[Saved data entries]
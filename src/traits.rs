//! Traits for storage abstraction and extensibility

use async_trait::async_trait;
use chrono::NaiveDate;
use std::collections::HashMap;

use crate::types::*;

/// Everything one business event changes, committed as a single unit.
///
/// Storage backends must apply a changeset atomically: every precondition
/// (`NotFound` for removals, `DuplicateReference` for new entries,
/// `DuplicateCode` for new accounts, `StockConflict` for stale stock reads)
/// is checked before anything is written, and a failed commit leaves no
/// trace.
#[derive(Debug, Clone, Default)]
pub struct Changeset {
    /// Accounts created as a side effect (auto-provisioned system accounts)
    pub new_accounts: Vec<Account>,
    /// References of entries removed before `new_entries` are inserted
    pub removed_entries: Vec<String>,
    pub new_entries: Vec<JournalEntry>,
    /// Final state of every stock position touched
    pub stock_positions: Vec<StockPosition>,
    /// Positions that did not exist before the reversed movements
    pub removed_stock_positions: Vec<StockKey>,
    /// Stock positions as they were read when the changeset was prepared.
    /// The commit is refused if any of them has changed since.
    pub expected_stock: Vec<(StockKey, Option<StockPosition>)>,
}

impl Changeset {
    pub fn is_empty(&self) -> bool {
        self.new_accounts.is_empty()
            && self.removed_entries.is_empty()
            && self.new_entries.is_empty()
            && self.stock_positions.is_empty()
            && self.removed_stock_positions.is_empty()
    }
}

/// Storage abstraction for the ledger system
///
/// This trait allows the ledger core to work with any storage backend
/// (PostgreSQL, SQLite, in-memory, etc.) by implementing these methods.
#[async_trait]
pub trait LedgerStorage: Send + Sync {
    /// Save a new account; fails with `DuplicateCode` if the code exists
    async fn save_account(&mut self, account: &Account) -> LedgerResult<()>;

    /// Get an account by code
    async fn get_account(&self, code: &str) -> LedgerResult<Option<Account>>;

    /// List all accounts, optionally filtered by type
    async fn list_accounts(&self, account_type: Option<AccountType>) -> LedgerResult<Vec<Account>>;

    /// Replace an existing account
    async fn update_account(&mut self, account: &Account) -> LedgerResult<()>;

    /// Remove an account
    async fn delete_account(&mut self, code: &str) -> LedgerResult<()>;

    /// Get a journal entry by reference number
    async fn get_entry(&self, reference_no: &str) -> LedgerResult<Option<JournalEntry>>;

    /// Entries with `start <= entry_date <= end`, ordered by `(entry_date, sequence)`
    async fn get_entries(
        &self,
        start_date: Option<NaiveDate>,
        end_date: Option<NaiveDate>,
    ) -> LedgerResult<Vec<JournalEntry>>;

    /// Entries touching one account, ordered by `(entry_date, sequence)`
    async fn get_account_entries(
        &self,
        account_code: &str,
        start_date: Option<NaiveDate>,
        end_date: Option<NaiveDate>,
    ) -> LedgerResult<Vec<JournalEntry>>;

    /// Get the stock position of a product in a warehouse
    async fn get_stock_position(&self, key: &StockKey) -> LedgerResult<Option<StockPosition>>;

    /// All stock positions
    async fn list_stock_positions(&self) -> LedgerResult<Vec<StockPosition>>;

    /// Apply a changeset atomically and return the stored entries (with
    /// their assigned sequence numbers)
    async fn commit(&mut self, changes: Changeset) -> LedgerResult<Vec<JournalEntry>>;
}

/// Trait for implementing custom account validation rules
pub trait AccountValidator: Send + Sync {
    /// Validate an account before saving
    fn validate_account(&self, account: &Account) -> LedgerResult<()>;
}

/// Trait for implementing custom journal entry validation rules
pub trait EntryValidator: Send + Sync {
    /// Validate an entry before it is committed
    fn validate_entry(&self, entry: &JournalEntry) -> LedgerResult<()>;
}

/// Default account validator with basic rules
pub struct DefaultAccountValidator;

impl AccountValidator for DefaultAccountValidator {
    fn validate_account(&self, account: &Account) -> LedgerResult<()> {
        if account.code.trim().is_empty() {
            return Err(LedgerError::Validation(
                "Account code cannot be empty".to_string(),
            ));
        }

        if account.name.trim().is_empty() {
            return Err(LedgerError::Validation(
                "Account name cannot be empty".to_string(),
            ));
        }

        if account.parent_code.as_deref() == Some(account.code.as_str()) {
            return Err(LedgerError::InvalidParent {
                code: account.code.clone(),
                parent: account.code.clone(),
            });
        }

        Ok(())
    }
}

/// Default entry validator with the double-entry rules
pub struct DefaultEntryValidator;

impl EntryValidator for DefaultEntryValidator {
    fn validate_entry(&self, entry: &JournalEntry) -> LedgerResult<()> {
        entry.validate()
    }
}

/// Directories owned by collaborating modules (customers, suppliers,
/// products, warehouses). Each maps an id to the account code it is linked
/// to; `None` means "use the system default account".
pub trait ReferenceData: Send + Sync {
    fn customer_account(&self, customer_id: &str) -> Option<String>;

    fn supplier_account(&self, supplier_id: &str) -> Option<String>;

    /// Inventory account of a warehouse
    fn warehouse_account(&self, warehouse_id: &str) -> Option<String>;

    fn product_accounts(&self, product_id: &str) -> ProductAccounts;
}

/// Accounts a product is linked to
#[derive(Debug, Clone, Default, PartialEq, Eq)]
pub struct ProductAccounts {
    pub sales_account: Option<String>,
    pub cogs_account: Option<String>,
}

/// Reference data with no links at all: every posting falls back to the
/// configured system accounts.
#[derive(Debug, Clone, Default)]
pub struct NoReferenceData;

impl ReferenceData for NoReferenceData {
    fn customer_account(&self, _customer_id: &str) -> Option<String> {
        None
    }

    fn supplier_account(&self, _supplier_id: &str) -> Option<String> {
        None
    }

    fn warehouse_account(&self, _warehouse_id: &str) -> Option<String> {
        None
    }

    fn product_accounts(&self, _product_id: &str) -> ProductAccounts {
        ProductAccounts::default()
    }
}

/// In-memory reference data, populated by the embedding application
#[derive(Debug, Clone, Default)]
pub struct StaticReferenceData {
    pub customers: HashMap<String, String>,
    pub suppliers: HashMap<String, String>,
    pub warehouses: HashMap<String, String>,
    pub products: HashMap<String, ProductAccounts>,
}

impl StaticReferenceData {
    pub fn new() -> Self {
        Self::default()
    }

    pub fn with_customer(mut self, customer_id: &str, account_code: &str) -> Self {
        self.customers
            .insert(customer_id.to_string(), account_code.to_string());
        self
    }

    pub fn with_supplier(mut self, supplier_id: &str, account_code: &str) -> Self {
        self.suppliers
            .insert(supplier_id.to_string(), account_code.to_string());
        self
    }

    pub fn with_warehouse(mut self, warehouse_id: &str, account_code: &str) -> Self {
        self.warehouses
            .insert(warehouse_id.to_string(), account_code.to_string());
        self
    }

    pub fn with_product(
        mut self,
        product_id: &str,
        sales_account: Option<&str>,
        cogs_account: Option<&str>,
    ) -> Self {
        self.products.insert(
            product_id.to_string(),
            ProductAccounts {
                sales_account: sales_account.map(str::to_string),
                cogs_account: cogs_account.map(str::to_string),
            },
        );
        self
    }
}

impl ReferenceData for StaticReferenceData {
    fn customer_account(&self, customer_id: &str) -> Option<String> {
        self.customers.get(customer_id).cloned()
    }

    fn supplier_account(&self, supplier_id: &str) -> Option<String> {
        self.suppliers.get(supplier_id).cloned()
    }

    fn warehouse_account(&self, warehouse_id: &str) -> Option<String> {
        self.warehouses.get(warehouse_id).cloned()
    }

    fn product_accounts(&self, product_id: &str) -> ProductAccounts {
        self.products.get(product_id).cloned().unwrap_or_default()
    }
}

> [What is needed]:
Find the word "implementing" in the entries, then copy out every line that has it.

> [Answer to this problem]:
/// (PostgreSQL, SQLite, in-memory, etc.) by implementing these methods.
/// Trait for implementing custom account validation rules
/// Trait for implementing custom journal entry validation rules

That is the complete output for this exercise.